(Collected data)
————

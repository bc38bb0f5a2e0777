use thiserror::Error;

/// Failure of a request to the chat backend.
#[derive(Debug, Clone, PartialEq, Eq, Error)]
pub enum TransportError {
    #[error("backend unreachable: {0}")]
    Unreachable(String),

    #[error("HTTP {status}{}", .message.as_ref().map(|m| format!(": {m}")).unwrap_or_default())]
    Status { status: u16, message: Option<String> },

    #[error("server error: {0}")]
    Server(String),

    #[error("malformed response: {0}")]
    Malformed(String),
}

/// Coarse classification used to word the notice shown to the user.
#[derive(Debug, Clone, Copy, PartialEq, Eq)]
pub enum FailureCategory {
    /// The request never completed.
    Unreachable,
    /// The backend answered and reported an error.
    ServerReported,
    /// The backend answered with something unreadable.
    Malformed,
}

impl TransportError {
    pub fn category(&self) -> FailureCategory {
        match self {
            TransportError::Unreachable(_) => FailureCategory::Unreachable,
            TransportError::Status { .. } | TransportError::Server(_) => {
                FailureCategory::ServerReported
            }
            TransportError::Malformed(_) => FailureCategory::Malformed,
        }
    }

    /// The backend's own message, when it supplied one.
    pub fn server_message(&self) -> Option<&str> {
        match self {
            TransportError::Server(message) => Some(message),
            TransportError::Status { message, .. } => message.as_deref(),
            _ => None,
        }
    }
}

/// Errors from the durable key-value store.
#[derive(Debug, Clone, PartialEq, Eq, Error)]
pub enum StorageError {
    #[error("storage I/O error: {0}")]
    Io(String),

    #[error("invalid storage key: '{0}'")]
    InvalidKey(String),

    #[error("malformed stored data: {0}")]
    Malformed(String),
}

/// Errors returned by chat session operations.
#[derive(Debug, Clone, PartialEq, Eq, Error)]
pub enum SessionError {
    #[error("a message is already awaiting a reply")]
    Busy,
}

————

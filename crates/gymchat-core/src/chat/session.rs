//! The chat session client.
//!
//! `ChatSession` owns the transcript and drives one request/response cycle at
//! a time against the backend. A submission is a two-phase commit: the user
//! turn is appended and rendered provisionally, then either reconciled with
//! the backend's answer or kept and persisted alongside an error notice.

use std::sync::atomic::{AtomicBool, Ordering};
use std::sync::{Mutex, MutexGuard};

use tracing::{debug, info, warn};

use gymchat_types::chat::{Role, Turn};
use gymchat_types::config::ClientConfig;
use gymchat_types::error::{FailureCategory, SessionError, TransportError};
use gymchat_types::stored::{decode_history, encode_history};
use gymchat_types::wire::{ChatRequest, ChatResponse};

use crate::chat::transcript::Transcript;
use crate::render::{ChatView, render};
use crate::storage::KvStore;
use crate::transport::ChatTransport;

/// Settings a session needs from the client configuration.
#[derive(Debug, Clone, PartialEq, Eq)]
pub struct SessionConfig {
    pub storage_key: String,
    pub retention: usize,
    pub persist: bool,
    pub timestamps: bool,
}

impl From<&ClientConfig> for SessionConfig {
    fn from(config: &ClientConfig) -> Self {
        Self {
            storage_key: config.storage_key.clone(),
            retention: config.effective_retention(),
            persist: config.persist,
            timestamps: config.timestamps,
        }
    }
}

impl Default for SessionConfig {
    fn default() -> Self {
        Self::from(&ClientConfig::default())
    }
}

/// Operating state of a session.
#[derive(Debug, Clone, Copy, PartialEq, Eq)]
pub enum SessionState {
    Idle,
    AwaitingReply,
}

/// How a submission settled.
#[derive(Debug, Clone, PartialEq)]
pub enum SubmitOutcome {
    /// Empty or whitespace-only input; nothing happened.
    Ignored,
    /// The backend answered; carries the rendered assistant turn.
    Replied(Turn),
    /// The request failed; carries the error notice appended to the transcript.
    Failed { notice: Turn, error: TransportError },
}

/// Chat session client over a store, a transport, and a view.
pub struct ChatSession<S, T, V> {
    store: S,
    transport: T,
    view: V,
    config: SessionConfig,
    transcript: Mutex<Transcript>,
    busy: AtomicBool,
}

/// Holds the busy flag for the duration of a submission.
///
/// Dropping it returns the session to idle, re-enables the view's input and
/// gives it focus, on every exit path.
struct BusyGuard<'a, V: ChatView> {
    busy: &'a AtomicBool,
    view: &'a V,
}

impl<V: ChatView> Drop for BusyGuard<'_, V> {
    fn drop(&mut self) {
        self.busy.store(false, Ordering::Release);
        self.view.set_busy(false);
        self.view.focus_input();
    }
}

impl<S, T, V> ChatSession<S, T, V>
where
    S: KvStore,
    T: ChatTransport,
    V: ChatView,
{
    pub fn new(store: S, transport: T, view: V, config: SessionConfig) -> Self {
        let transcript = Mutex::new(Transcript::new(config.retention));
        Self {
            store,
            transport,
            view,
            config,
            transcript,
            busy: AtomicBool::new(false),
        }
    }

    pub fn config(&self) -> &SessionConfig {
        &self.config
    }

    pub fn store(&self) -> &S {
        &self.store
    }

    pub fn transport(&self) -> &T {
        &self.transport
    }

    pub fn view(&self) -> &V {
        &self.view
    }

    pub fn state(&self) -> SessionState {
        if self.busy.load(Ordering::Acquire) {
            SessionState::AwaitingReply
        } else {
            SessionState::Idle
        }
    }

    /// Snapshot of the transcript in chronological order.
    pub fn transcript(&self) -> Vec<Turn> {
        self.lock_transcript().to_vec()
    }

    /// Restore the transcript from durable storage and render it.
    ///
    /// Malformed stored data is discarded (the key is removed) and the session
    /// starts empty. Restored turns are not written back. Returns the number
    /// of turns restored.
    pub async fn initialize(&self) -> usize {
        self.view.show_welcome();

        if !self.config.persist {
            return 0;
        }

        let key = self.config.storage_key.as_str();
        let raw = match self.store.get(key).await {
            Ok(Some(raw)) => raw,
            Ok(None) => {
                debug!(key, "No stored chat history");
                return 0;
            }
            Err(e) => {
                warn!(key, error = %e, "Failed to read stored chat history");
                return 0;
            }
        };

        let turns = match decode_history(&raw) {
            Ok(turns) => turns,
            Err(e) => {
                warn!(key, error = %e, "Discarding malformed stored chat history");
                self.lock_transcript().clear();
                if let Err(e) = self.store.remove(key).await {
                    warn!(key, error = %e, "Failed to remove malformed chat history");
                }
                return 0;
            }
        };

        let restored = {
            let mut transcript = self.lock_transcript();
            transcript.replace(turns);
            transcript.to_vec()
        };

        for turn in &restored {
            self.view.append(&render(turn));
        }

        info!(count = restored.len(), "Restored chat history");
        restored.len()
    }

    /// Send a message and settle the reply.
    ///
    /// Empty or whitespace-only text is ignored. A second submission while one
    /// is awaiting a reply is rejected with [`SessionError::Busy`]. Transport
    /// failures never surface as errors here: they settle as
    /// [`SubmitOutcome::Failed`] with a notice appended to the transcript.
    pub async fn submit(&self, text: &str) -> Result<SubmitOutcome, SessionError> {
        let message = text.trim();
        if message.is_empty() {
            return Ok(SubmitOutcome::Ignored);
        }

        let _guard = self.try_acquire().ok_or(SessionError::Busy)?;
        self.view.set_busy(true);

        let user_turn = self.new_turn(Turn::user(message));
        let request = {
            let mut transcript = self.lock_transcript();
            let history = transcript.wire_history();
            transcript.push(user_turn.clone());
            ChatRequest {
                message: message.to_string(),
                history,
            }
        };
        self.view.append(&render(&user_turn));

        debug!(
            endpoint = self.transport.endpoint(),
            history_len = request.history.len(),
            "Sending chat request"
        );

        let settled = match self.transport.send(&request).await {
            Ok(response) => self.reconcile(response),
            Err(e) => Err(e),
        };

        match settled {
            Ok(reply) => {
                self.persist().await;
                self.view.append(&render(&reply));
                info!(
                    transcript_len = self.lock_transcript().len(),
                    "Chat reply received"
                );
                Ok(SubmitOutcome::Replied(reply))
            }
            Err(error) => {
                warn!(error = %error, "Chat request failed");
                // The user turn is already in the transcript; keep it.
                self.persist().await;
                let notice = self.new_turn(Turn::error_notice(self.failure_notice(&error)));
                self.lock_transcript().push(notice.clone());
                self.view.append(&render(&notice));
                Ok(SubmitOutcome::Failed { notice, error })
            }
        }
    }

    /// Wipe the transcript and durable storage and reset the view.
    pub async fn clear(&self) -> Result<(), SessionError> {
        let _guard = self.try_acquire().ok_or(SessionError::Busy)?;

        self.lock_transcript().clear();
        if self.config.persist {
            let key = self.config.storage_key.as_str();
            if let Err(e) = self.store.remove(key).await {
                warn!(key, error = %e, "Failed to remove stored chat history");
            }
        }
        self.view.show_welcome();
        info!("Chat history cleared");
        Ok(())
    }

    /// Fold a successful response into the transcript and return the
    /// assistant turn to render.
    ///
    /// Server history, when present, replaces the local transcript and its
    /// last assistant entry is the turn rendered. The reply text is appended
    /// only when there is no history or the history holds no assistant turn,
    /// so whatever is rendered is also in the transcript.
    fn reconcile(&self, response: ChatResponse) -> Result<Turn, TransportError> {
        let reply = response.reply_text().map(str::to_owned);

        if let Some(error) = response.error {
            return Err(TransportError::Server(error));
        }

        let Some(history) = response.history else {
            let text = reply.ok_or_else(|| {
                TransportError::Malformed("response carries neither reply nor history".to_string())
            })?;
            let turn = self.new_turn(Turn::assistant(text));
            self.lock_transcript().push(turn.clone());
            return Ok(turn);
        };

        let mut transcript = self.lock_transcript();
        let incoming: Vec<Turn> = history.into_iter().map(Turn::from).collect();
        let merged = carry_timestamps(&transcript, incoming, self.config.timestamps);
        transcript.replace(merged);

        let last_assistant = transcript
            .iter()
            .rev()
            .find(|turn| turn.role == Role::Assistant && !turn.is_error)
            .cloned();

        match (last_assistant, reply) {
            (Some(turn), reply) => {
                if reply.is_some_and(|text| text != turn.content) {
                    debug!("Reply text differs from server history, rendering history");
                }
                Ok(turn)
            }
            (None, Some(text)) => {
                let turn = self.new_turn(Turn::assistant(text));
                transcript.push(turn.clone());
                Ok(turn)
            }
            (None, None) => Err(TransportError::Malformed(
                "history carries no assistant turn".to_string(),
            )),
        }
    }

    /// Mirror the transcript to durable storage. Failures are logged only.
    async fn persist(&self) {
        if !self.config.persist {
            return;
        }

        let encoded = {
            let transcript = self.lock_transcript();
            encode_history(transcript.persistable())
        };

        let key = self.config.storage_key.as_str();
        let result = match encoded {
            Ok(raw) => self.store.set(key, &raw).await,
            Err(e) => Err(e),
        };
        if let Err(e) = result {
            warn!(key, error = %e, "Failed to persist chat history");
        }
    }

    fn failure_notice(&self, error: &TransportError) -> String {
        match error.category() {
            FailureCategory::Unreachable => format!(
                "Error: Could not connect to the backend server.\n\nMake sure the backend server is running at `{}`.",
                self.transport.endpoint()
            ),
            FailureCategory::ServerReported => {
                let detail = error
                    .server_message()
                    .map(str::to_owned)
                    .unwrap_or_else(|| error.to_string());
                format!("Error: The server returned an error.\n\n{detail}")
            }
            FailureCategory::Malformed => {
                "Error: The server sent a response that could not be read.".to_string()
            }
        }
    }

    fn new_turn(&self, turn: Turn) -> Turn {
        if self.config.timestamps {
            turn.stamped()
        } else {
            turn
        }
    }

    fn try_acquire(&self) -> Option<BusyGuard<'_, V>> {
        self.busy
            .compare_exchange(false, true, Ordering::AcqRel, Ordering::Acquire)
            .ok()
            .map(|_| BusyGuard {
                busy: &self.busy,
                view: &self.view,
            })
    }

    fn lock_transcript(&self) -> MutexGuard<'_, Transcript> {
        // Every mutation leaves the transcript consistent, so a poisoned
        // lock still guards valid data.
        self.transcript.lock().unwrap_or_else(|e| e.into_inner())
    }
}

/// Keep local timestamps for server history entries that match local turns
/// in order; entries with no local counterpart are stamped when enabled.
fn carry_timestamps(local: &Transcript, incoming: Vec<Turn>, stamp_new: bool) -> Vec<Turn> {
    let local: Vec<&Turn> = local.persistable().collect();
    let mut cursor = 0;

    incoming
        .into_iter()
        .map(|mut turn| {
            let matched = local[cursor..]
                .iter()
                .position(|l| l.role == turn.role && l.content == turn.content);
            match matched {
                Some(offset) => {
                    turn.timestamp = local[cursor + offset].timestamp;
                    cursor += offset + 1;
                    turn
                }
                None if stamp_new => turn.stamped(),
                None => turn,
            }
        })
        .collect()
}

————

■ What is needed ■
Given the word "ServerReported", show every line of the records that contains it.

■ Result of the exercise ■
    ServerReported,
                FailureCategory::ServerReported
            FailureCategory::ServerReported => {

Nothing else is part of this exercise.